A jour le 16 juillet 2018 à 16h45.

—–16 juillet 2018
Me Arnaud Gossement publie le 13 juillet dernier «  Constitution : treize ans après la Charte de l’environnement, les députés proposent de créer une nouvelle référence à la préservation de l’environnement à l’article 1er de la Constitution de 1958 « . Extraits :

Symbolique, cette phrase présente cependant plusieurs inconvénients et s’avère en retrait par rapport au droit de l’environnement existant, notamment, par rapport à la Charte de l’environnement adossée en 2005 à la Constitution de 1958…
Le fractionnement de la notion d’environnement…
L’environnement réduit à sa préservation…
L’action contre les changements climatiques ramenée à une obligation de moyen…
La question du contenu de l’objectif d’action contre les changements climatiques…
La création d’une dissymétrie entre la Constitution et le code de l’environnement…
Une référence redondante à la diversité biologique…
Le rejet de l’amendement relatif au principe de non régression…
En conclusion et à notre sens, il est regrettable que ces débats parlementaires sur la révision de la Constitution n’aient pas été précédés d’une expertise juridique rigoureuse et contradictoire. Laquelle aurait permis d’éclairer les travaux des députés, de faire le bilan de l’application de la Charte de l’environnement et d’évaluer la portée, notamment jurisprudentielle, de ces nouvelles dispositions.
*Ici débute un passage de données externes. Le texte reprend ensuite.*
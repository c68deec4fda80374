//! Filter tree definitions.
//!
//! A [`FilterNode`] tree is built once per filter-resolution call, serialized
//! to engine XML immediately, and then discarded.

/// A node in a resolved filter tree.
///
/// ## Notes
/// - Leaf values are never empty.
/// - `regex: true` leaves carry text that is already regex-escaped when the
///   leaf was built from a contains-operator on literal input; the XML
///   emitter only applies entity escaping on top.
#[derive(Debug, Clone, PartialEq, Eq)]
pub enum FilterNode {
    And(Vec<FilterNode>),
    Or(Vec<FilterNode>),
    Not(Box<FilterNode>),
    /// `<cat>` — category match.
    Category { value: String, regex: bool },
    /// `<prop name='…'>` — named property match.
    Property {
        name: String,
        value: String,
        regex: bool,
    },
    /// `<name>` — display-name match.
    Name { value: String, regex: bool },
    /// `<test>` — full-name match.
    FullName { value: String, regex: bool },
}

impl FilterNode {
    /// Build a disjunction of full-name equality leaves, the shape produced
    /// for "run these N selected tests".
    ///
    /// Returns `None` for an empty name list.
    pub fn full_name_list<I, S>(names: I) -> Option<FilterNode>
    where
        I: IntoIterator<Item = S>,
        S: Into<String>,
    {
        let mut leaves: Vec<FilterNode> = names
            .into_iter()
            .map(|n| FilterNode::FullName {
                value: n.into(),
                regex: false,
            })
            .collect();
        match leaves.len() {
            0 => None,
            1 => leaves.pop(),
            _ => Some(FilterNode::Or(leaves)),
        }
    }

    /// Return `true` if the tree selects by name anywhere (a `Name` or
    /// `FullName` leaf). A tree without name clauses is a bare
    /// category/property filter, which is what the explicit-run policy
    /// combines with the exclude-explicit sub-filter.
    pub fn has_name_clause(&self) -> bool {
        match self {
            FilterNode::And(children) | FilterNode::Or(children) => {
                children.iter().any(FilterNode::has_name_clause)
            }
            FilterNode::Not(child) => child.has_name_clause(),
            FilterNode::Name { .. } | FilterNode::FullName { .. } => true,
            FilterNode::Category { .. } | FilterNode::Property { .. } => false,
        }
    }

    /// Number of leaves in the tree.
    pub fn leaf_count(&self) -> usize {
        match self {
            FilterNode::And(children) | FilterNode::Or(children) => {
                children.iter().map(FilterNode::leaf_count).sum()
            }
            FilterNode::Not(child) => child.leaf_count(),
            _ => 1,
        }
    }
}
L’urgence n’est pas de voter de nouvelles normes mais d’appliquer et de simplifier celles existantes.—–

Rappelons ici que l’écrasante majorité présidentielle et ses alliés à l’Assemblée nationale lui donne, compte tenu du fonctionnement du Parlement, le dernier mot sur ce projet de loi quel que sera le texte issu du Sénat… Il est donc très probable que ce qui vient d’être voté soit la version adoptée in fine.

Du principe à sa mise en œuvre… pratique !

Comment cette inscription à l’article 1 de la Constitution de ces actions de préservation de l’ « …l’environnement, la diversité biologique et les changements climatiques… » va t-elle influer sur les activités d’exploration et d’exploitation des titres miniers d’hydrocarbures dont les impacts négatifs directs ou indirects sur -entre autres- ces trois aspects, sont avérés ?
La difficulté juridique majeure sont les droits acquis issus du cadre législatif et réglementaire antérieur et qui s’appliquent toujours aux permis et concessions en cours de validité. Si l’actuel exécutif qui n’a pas tenu les délais de son annonce d’il y a un an d’une réforme du code minier -l’arlésienne de la « politique » minière (et pétrogazière) française- si attelait, il faudrait de nouvelles dispositions législatives audacieuses issues d’une volonté politique forte au plus haut niveau, à ce jour peu manifestée sur le sujet, pour réduire significativement l’impact environnemental des activités E&P en France. Activités dont l’erre pourrait donc se poursuivre, à partir des titres miniers en cours de validité, encore des… décennies ! Pourtant l’urgence climatique s’étale tous les jours dans les médias avec, partout sur le globe, ses terribles drames liés aux événements météorologiques extrêmes et leurs conséquences désastreuses. Dernièrement plus de deux cent morts et encore des dizaines de disparus au Japon. Combien de temps encore la protection outrancière des « droits acquis » va t-elle primer sur l’impérieuse nécessité d’une audace politique en rupture avec le ronron de la chimérique croissance ?
L’opposition de toujours entre les légitimités morale des opposants à ces activités extractives invasives et légale de l’exécutif devient paradoxalement plus aiguë…

Rappelons ici :

larticle 5 de la charte de l’Environnement de 2004 :

« …Lorsque la réalisation d’un dommage, bien qu’incertaine en l’état des connaissances scientifiques, pourrait affecter de manière grave et irréversible l’environnement, les autorités publiques veillent, par application du principe de précaution et dans leurs domaines d’attributions, à la mise en œuvre de procédures d’évaluation des risques et à l’adoption de mesures provisoires et proportionnées afin de parer à la réalisation du dommage… »

Ainsi que les principes généraux du code l’environnement établis par son article L110-1, extraits :

I. – Les espaces, ressources et milieux naturels terrestres et marins, les sites, les paysages diurnes et nocturnes, la qualité de l’air, les êtres vivants et la biodiversité font partie du patrimoine commun de la nation. Ce patrimoine génère des services écosystémiques et des valeurs d’usage…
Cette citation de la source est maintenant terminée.